The solution to the student debt crisis is urgent economic growth so that graduates get work, and pay back their student debt.
But the urgent reforms we need remain blocked by stubborn ANC ideology - so students bear the debt and tertiary institutions carry the financial risk. This must change so that jobs can be created.
One of the most alarming aspects raised during the meeting was the continued failure to resolve NSFAS reconciliation and close-out processes between NSFAS and institutions. The Department itself acknowledged that these problems continue contributing significantly to historical student debt and that proper operational integration between NSFAS and institutions remains unresolved.
This raises serious concerns about how much debt reflected against students may stem from unresolved administrative failures, delayed payments, accommodation disputes and broken data systems rather than deliberate non-payment by students.
Students cannot become permanent casualties of unresolved administrative battles between NSFAS and institutions.
The DA is particularly concerned that many graduates remain trapped in a devastating cycle where they cannot access employment opportunities because their certificates are withheld, while institutions themselves are increasingly unable to recover debt due to rising unemployment and financial hardship.
The presentations also revealed growing pressure on universities and TVET colleges to sustain themselves financially as expenditure growth increasingly matches income growth, debt impairment levels continue rising, and institutions become more reliant on fee income and third-stream revenue sources.
The situation within Universities of Technology and parts of the TVET sector is especially worrying, with some institutions carrying debt levels and bad debt ratios that place increasing pressure on long-term sustainability.
The DA believes South Africa urgently requires:
- a fully integrated NSFAS and institutional data management system;
- accelerated finalisation of all NSFAS reconciliation and close-out processes;
- a realistic and sustainable missing-middle funding model;
- expanded affordable student accomodation support;
- and a national framework regulating the withholding of certificates.
The DA reiterates our call for the scrapping of NSFAS in its current form.
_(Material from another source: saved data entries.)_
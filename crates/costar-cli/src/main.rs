#![forbid(unsafe_code)]

mod cmd;
mod output;

use std::env;
use std::path::PathBuf;

use clap::{Parser, Subcommand};
use costar_core::error::ErrorCode;
use output::{CliError, OutputMode, resolve_output_mode};
use tracing::debug;
use tracing_subscriber::{EnvFilter, fmt, prelude::*};

#[derive(Parser, Debug)]
#[command(
    author,
    version,
    about = "costar: degrees of separation across a media library",
    long_about = None
)]
struct Cli {
    /// Config file [default: <config dir>/costar/config.toml].
    #[arg(long, global = true, value_name = "PATH")]
    config: Option<PathBuf>,

    /// Snapshot file, overriding `cache.path` from the config.
    #[arg(long, global = true, value_name = "PATH")]
    cache: Option<PathBuf>,

    /// Output format. Falls back to $FORMAT, then pretty on a TTY and text otherwise.
    #[arg(long, global = true, value_enum)]
    format: Option<OutputMode>,

    /// Shorthand for `--format json`.
    #[arg(long, global = true, hide = true)]
    json: bool,

    #[command(subcommand)]
    command: Commands,
}

impl Cli {
    fn output_mode(&self) -> OutputMode {
        resolve_output_mode(self.format, self.json)
    }
}

#[derive(Subcommand, Debug)]
enum Commands {
    #[command(
        next_help_heading = "Graph",
        about = "Build the graph from a catalog export",
        long_about = "Rebuild the people/media graph from a catalog export and save a snapshot.",
        after_help = "EXAMPLES:\n    # Build from an export\n    costar build --catalog library.json\n\n    # Only rebuild when the snapshot is missing or stale\n    costar build --catalog library.json --if-stale"
    )]
    Build(cmd::build::BuildArgs),

    #[command(
        next_help_heading = "Graph",
        about = "Show snapshot freshness",
        after_help = "EXAMPLES:\n    costar status\n\n    # Emit machine-readable output\n    costar status --json"
    )]
    Status(cmd::status::StatusArgs),

    #[command(
        next_help_heading = "Query",
        about = "Find the shortest connection between two people",
        long_about = "Breadth-first search over shared credits. Each degree is one person-media or media-person hop.",
        after_help = "EXAMPLES:\n    # Connect two people\n    costar path p-hanks p-bacon\n\n    # Search at most two people away\n    costar path p-hanks p-bacon --max-depth 2 --json"
    )]
    Path(cmd::path::PathArgs),

    #[command(
        next_help_heading = "Query",
        about = "Expand the neighborhood around a person",
        after_help = "EXAMPLES:\n    costar neighbors p-bacon --degree 1\n\n    # Cap the result size\n    costar neighbors p-bacon --degree 3 --max-nodes 100 --json"
    )]
    Neighbors(cmd::neighbors::NeighborsArgs),

    #[command(
        next_help_heading = "Query",
        about = "Show one person or media item with its credits",
        after_help = "EXAMPLES:\n    costar show p-bacon\n\n    # Look up a media item\n    costar show m-apollo --media --json"
    )]
    Show(cmd::show::ShowArgs),

    #[command(
        next_help_heading = "Query",
        about = "Search people by name",
        after_help = "EXAMPLES:\n    costar search bacon\n\n    # Second page\n    costar search tom --limit 20 --offset 20"
    )]
    Search(cmd::search::SearchArgs),

    #[command(
        next_help_heading = "Query",
        about = "List people alphabetically",
        after_help = "EXAMPLES:\n    costar people --limit 10"
    )]
    People(cmd::people::PeopleArgs),

    #[command(
        next_help_heading = "Query",
        about = "Show graph statistics",
        after_help = "EXAMPLES:\n    costar stats --json"
    )]
    Stats(cmd::stats::StatsArgs),
}

fn init_tracing() {
    let filter = EnvFilter::try_from_env("COSTAR_LOG").unwrap_or_else(|_| {
        EnvFilter::new(if env::var("DEBUG").is_ok() {
            "costar=debug,info"
        } else {
            "costar=info,warn"
        })
    });
    let format = env::var("COSTAR_LOG_FORMAT").unwrap_or_else(|_| "compact".to_string());
    let registry = tracing_subscriber::registry().with(filter);

    match format.as_str() {
        "json" => registry
            .with(fmt::layer().json().with_ansi(false).with_writer(std::io::stderr))
            .init(),
        _ => registry
            .with(fmt::layer().compact().with_writer(std::io::stderr))
            .init(),
    }
}

fn main() -> anyhow::Result<()> {
    init_tracing();

    let cli = Cli::parse();
    let output = cli.output_mode();
    debug!(?output, "resolved output mode");

    let session = match cmd::Session::open(cli.config.as_deref(), cli.cache.as_deref()) {
        Ok(session) => session,
        Err(e) => {
            let error = CliError::from_code(format!("{e:#}"), ErrorCode::ConfigParseError);
            return cmd::fail(output, error);
        }
    };

    match &cli.command {
        Commands::Build(args) => cmd::build::run_build(args, output, &session),
        Commands::Status(args) => cmd::status::run_status(args, output, &session),
        Commands::Path(args) => cmd::path::run_path(args, output, &session),
        Commands::Neighbors(args) => cmd::neighbors::run_neighbors(args, output, &session),
        Commands::Show(args) => cmd::show::run_show(args, output, &session),
        Commands::Search(args) => cmd::search::run_search(args, output, &session),
        Commands::People(args) => cmd::people::run_people(args, output, &session),
        Commands::Stats(args) => cmd::stats::run_stats(args, output, &session),
    }
}
//! Shared output layer for pretty/text/JSON parity across all commands.
//!
//! Every command handler receives an [`OutputMode`]:
//! pretty output for humans, compact text for scripts, or stable JSON.
//!
//! # Output mode resolution
//!
//! Precedence (highest wins):
//! 1. `--format` / hidden `--json` flag
//! 2. `FORMAT` env var → `"pretty"` | `"text"` | `"json"`
//! 3. Default: [`OutputMode::Pretty`] if stdout is a TTY; [`OutputMode::Text`] if piped.
//!
//! Results go to stdout, errors to stderr. JSON errors are wrapped as
//! `{"success": false, "error": {...}}`.

use clap::ValueEnum;
use costar_core::error::ErrorCode;
use serde::Serialize;
use std::io::{self, IsTerminal, Write};

/// Shared width for human pretty separators.
pub const PRETTY_RULE_WIDTH: usize = 60;

/// Write a section heading followed by a separator.
pub fn pretty_section(w: &mut dyn Write, heading: &str) -> io::Result<()> {
    writeln!(w, "{heading}")?;
    writeln!(w, "{:-<width$}", "", width = PRETTY_RULE_WIDTH)
}

/// Render a left-aligned key/value line in human output.
pub fn pretty_kv(w: &mut dyn Write, key: &str, value: impl AsRef<str>) -> io::Result<()> {
    writeln!(w, "{:<14} {}", format!("{key}:"), value.as_ref())
}

/// The three output modes supported by the CLI.
#[derive(Debug, Clone, Copy, PartialEq, Eq, ValueEnum)]
pub enum OutputMode {
    /// Human-optimized output (sections, alignment).
    Pretty,
    /// Plain tab-separated rows for pipes.
    Text,
    /// Machine-readable JSON.
    Json,
}

fn resolve_output_mode_inner(
    format_flag: Option<OutputMode>,
    json_flag: bool,
    format_env: Option<&str>,
    is_tty: bool,
) -> OutputMode {
    if let Some(mode) = format_flag {
        return mode;
    }

    if json_flag {
        return OutputMode::Json;
    }

    if let Some(val) = format_env {
        match val.to_lowercase().as_str() {
            "json" => return OutputMode::Json,
            "text" => return OutputMode::Text,
            "pretty" => return OutputMode::Pretty,
            _ => {}
        }
    }

    if is_tty {
        OutputMode::Pretty
    } else {
        OutputMode::Text
    }
}

/// Resolve the output mode from CLI flags, environment, and TTY defaults.
pub fn resolve_output_mode(format_flag: Option<OutputMode>, json_flag: bool) -> OutputMode {
    let env_val = std::env::var("FORMAT").ok();
    let is_tty = io::stdout().is_terminal();
    resolve_output_mode_inner(format_flag, json_flag, env_val.as_deref(), is_tty)
}

/// A structured error with optional suggestion and error code.
#[derive(Debug, Serialize)]
#[serde(rename_all = "camelCase")]
pub struct CliError {
    pub message: String,
    #[serde(skip_serializing_if = "Option::is_none")]
    pub suggestion: Option<String>,
    #[serde(skip_serializing_if = "Option::is_none")]
    pub error_code: Option<String>,
}

impl CliError {
    /// Build from any costar error's message and code.
    pub fn from_code(message: impl Into<String>, code: ErrorCode) -> Self {
        Self {
            message: message.into(),
            suggestion: code.hint().map(str::to_string),
            error_code: Some(code.code().to_string()),
        }
    }
}

/// Successful command result: a success flag and message next to the
/// command's own fields.
#[derive(Debug, Serialize)]
pub struct Reply<T> {
    pub success: bool,
    pub message: String,
    #[serde(flatten)]
    pub data: T,
}

impl<T> Reply<T> {
    pub fn ok(message: impl Into<String>, data: T) -> Self {
        Self {
            success: true,
            message: message.into(),
            data,
        }
    }
}

/// Render a serializable value to stdout in the requested format.
///
/// In JSON mode the value is serialized with `serde_json`; otherwise
/// `human_fn` writes the text. `human_fn` receives the mode so it can
/// choose between pretty and text layouts.
pub fn render<T: Serialize>(
    mode: OutputMode,
    value: &T,
    human_fn: impl FnOnce(&T, OutputMode, &mut dyn Write) -> io::Result<()>,
) -> anyhow::Result<()> {
    let stdout = io::stdout();
    let mut out = stdout.lock();
    match mode {
        OutputMode::Json => {
            serde_json::to_writer_pretty(&mut out, value)?;
            writeln!(out)?;
        }
        OutputMode::Pretty | OutputMode::Text => {
            human_fn(value, mode, &mut out)?;
        }
    }
    Ok(())
}

/// Render an error to stderr in the requested format.
pub fn render_error(mode: OutputMode, error: &CliError) -> anyhow::Result<()> {
    let stderr = io::stderr();
    let mut out = stderr.lock();
    write_error(mode, error, &mut out)?;
    Ok(())
}

fn write_error(mode: OutputMode, error: &CliError, out: &mut dyn Write) -> anyhow::Result<()> {
    match mode {
        OutputMode::Json => {
            let wrapper = serde_json::json!({
                "success": false,
                "error": error,
            });
            serde_json::to_writer_pretty(&mut *out, &wrapper)?;
            writeln!(out)?;
        }
        OutputMode::Pretty | OutputMode::Text => {
            let code = error
                .error_code
                .as_deref()
                .map(|c| format!("[{c}]"))
                .unwrap_or_default();
            writeln!(out, "error{code}: {}", error.message)?;
            if let Some(ref suggestion) = error.suggestion {
                writeln!(out, "  suggestion: {suggestion}")?;
            }
        }
    }
    Ok(())
}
NSFAS must be replaced with a new decentralised student funding model, where accredited and competent higher education institutions administer their own funding, removing failing intermediaries and reducing governance, procurement and payment failures.
South Africa cannot claim to prioritise skills development and youth employment while financially trapping qualified graduates outside the economy.
The longer government delays meaningful reform, the deeper this crisis will become.